I appreciate the questions and answers here, as originally I thought the silo structure was an off site backlinking wheel, but the Q&A cleared that up…
Thanks again..
Thank you, thank you, thank you!
I am really impressed with the type of imformation you are willing to share. Thank you.
I had been looking for a schematic drawer for some time and the yED that you recommended seems to work perfectly for my needs.
I have a couple questions please about the silos:
1. if one is not going to link to all articles from the home page (assuming this is a smaller site), then what use are the links to a website’s users. If they can’t navigate the site other than clicking one article after another, I do not see how that is user friendly. I must have missed something even though I have watched the video over and over and read the page with the schematic.
2. Along the same lines, if you only link to categories on the home page, then does the next page that has one category, have links to all the articles. I did read somewhere on this site that you mention only each article is linked one to the other.
3. I am wondering about the IP issue. For example, many people are claiming that links need to come from IPs other than your own. In fact, hosting companies are selling blocks of IPs so that it does not look like it comes from the same “network”. While I believe that you should just add links that are appropriate, regardless of the IP being the same, I wonder how siloing circumvents this issue.
If it is true that search engines do not like all the links on the same IP, then going through these elaborate ways to get ranking seems useless.
I honestly cannot get my head around why it is bad to link from another website on the same IP and why it is okay to make all these links in a silo which is obviously on the same IP.

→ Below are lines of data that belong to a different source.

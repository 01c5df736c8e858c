//! Per-client counters describing how `401` responses were resolved.

// std
use std::sync::atomic::{AtomicU64, Ordering};

/// How one run of the refresh sub-protocol ended.
#[derive(Clone, Copy, Debug, PartialEq, Eq, Hash)]
pub enum RefreshOutcome {
	/// A token exchange issued a new access token.
	Exchanged,
	/// A concurrent exchange had already replaced the stale token, so the stored one was used.
	Reused,
	/// No usable access token was obtained; the session ends.
	Failed,
}
impl RefreshOutcome {
	/// Stable label for metric fields.
	pub const fn as_str(self) -> &'static str {
		match self {
			Self::Exchanged => "exchanged",
			Self::Reused => "reused",
			Self::Failed => "failed",
		}
	}
}

/// Counters shared by a client and its clones.
///
/// `attempts() == successes() + reuses() + failures()` once every run has finished, while
/// `exchanges()` counts requests actually sent to the token endpoint.
#[derive(Debug, Default)]
pub struct RefreshMetrics {
	attempts: AtomicU64,
	exchanges: AtomicU64,
	successes: AtomicU64,
	reuses: AtomicU64,
	failures: AtomicU64,
}
impl RefreshMetrics {
	/// Runs of the refresh sub-protocol, one per `401` on a first send.
	pub fn attempts(&self) -> u64 {
		self.attempts.load(Ordering::Relaxed)
	}

	/// Requests sent to the token endpoint; short-circuits and reuses send none.
	pub fn exchanges(&self) -> u64 {
		self.exchanges.load(Ordering::Relaxed)
	}

	/// Runs that ended with a freshly exchanged access token.
	pub fn successes(&self) -> u64 {
		self.successes.load(Ordering::Relaxed)
	}

	/// Single-flight runs that reused a token exchanged by a concurrent run.
	pub fn reuses(&self) -> u64 {
		self.reuses.load(Ordering::Relaxed)
	}

	/// Runs that ended without a usable access token.
	pub fn failures(&self) -> u64 {
		self.failures.load(Ordering::Relaxed)
	}

	pub(crate) fn record_attempt(&self) {
		self.attempts.fetch_add(1, Ordering::Relaxed);
	}

	pub(crate) fn record_exchange(&self) {
		self.exchanges.fetch_add(1, Ordering::Relaxed);
	}

	pub(crate) fn record(&self, outcome: RefreshOutcome) {
		let counter = match outcome {
			RefreshOutcome::Exchanged => &self.successes,
			RefreshOutcome::Reused => &self.reuses,
			RefreshOutcome::Failed => &self.failures,
		};

		counter.fetch_add(1, Ordering::Relaxed);
	}
}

I thank you in advance for clarification. I look forward to your emails. I did sign up.
ANSWER FROM CHAD: you make one navigation that is for pagerank/robot/search engine purposes (the silo nav structure) and you make a different nav structure using nonspiderable javascript links that is for users on the pages.
Wow, awesome! I’ve searching for something like this that could implement with WordPress. I’ve noticed that you have some pointers for bloggers wanting to silo their sites. I look forward to the email and thank you this is great info!.
-Matthew
Chad you sound just like Keith Baxter, I swear!
Sounds like an interesting strategy to gain more traffic!
I am really impressed, those are huge.
Hi Chad,
What do you think of ‘virtual silos’ that have the main page than supporting pages pointing to that main page only?
For example, the main page you want to rank with 10 supporting pages pointing to that page and that page alone with the keyword as anchor text on each of those supporting pages.
Do you have information on how to do that on a WordPress site?
Thanks,
Brittany
Some more great stuff from Chad. Thanks for this.